:: Dataset entries ::
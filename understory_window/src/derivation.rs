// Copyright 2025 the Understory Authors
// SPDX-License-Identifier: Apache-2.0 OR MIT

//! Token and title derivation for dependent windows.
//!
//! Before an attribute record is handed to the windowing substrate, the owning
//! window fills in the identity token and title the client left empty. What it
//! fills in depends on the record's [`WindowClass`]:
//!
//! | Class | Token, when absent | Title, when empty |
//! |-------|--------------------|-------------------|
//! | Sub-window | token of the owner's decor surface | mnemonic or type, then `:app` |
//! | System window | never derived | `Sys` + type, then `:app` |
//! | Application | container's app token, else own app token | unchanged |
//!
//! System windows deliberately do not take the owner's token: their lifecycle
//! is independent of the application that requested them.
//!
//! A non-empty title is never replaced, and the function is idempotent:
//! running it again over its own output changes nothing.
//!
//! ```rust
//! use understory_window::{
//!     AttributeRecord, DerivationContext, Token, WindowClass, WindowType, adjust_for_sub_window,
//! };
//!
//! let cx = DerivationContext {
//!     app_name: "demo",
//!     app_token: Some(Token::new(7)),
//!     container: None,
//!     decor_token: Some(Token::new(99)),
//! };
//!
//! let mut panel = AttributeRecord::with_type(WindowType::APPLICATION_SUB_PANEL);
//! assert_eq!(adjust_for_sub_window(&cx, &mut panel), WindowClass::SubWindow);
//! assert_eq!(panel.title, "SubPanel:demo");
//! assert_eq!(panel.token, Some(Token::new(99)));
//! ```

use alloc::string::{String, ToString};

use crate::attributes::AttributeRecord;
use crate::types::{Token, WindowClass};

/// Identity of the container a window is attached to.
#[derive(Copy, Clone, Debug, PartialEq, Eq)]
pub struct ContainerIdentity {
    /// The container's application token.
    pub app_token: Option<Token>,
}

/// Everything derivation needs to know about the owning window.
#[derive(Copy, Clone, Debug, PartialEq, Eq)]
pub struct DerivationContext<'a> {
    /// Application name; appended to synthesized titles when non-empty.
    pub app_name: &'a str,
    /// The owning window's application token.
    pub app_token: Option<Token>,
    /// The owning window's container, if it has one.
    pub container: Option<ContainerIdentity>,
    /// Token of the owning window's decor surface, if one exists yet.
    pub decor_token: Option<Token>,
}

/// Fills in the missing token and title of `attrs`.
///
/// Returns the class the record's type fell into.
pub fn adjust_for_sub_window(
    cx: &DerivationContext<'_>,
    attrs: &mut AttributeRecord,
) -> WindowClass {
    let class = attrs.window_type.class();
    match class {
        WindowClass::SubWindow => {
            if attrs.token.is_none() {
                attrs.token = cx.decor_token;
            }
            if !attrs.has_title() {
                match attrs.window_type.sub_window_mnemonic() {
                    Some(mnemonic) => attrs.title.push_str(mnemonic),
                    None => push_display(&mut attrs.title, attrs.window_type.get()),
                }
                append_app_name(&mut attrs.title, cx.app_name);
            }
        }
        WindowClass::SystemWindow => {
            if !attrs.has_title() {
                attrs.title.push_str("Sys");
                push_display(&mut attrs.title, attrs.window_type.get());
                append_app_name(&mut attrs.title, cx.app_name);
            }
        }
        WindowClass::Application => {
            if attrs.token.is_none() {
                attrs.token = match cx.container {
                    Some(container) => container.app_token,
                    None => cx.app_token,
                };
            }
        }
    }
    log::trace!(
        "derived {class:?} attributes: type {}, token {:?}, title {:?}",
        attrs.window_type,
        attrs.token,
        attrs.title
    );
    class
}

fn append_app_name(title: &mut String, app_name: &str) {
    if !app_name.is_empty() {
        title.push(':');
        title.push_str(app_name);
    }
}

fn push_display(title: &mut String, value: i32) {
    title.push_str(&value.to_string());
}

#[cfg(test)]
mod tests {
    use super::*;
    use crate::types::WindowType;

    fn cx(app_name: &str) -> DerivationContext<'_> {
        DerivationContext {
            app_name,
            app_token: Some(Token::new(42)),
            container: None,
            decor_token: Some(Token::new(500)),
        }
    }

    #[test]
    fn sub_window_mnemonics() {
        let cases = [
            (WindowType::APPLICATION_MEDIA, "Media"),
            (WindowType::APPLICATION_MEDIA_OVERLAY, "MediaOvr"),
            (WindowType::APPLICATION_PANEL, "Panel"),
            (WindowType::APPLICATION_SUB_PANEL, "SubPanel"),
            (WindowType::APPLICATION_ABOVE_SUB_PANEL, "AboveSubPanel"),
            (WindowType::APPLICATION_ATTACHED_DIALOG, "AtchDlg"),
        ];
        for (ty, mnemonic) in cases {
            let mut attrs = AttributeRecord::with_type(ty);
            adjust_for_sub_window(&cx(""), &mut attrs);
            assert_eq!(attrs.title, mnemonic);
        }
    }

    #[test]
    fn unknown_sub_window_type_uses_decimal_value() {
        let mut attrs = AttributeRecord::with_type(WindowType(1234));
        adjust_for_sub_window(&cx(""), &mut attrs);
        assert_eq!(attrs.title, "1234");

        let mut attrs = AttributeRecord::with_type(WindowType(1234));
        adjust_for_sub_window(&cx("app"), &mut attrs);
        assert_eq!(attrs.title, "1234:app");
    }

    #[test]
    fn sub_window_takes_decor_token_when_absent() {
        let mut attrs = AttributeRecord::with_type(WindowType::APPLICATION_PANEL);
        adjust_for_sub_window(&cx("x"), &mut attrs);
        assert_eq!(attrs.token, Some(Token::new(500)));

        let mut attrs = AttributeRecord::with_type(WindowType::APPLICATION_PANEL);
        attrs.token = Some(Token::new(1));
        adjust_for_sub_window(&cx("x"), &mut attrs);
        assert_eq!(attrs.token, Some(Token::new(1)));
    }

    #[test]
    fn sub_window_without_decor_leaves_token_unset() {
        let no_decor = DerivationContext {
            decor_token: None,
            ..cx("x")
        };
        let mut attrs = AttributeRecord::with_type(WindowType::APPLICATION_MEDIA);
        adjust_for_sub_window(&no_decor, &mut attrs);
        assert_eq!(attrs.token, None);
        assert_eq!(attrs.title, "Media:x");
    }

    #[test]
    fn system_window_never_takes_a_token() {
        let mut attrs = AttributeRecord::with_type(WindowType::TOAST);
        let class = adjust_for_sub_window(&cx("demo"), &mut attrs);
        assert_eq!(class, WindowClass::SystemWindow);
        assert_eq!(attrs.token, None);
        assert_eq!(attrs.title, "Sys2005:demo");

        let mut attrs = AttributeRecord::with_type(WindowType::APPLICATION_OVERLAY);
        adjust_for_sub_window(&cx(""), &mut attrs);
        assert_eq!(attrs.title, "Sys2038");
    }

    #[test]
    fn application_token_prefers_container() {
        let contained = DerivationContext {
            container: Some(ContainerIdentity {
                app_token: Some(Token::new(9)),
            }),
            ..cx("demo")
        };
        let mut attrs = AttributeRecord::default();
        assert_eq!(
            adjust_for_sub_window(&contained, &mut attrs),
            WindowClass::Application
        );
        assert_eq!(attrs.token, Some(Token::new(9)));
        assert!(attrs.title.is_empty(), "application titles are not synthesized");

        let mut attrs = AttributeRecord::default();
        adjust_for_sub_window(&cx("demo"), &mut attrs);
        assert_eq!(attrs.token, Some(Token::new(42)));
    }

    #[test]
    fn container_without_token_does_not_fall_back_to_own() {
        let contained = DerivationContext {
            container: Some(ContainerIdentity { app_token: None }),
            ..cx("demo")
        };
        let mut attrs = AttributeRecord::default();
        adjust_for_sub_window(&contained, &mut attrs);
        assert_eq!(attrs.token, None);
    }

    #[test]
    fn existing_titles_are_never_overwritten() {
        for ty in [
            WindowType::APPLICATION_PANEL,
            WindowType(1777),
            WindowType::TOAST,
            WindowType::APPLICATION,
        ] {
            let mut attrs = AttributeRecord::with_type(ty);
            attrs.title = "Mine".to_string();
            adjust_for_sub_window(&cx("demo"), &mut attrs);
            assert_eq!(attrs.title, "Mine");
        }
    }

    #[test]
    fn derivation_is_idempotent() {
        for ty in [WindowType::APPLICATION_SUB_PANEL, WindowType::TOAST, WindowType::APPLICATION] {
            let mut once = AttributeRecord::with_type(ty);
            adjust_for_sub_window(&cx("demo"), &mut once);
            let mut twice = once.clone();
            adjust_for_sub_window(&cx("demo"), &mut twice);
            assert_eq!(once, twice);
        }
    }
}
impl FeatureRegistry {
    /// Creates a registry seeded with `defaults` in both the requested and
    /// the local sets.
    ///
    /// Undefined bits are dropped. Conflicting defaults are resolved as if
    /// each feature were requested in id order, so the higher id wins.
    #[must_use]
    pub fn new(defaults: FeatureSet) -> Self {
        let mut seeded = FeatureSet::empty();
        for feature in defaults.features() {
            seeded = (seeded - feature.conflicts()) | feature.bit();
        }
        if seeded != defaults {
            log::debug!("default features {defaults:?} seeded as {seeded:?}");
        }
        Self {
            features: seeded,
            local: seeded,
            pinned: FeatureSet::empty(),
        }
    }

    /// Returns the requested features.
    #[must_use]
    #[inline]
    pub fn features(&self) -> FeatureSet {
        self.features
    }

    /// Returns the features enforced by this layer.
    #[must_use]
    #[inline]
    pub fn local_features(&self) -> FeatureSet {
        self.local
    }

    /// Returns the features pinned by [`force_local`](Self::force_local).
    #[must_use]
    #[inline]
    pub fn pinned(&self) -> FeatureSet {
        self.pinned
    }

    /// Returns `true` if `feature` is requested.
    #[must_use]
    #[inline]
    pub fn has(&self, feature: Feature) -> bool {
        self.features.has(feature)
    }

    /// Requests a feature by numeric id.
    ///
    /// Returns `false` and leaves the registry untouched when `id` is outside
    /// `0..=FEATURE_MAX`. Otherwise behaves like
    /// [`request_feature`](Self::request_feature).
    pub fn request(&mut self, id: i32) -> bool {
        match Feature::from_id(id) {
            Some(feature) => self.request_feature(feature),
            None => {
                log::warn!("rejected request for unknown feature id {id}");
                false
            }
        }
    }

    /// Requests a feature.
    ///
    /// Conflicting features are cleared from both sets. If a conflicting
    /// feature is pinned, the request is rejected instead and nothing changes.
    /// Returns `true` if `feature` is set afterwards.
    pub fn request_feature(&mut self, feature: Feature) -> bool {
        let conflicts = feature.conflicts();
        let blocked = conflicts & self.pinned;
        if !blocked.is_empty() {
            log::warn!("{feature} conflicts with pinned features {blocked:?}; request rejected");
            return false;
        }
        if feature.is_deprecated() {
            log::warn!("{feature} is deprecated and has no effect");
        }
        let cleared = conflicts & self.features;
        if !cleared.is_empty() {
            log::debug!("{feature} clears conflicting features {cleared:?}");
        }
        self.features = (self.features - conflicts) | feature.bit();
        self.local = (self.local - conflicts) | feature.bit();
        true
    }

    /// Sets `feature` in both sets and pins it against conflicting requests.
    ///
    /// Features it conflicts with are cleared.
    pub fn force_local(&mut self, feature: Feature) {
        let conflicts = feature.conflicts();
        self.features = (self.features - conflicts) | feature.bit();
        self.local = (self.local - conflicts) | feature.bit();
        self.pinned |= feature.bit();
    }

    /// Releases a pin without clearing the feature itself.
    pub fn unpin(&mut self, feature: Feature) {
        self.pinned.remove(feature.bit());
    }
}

:: AIM OF THE EXERCISE ::
From the line holding "request for unknown" to the line holding "and nothing changes.", inclusive, restate each line above exactly as written.

:: OUTPUT OF THE EXERCISE ::
                log::warn!("rejected request for unknown feature id {id}");
                false
            }
        }
    }

    /// Requests a feature.
    ///
    /// Conflicting features are cleared from both sets. If a conflicting
    /// feature is pinned, the request is rejected instead and nothing changes.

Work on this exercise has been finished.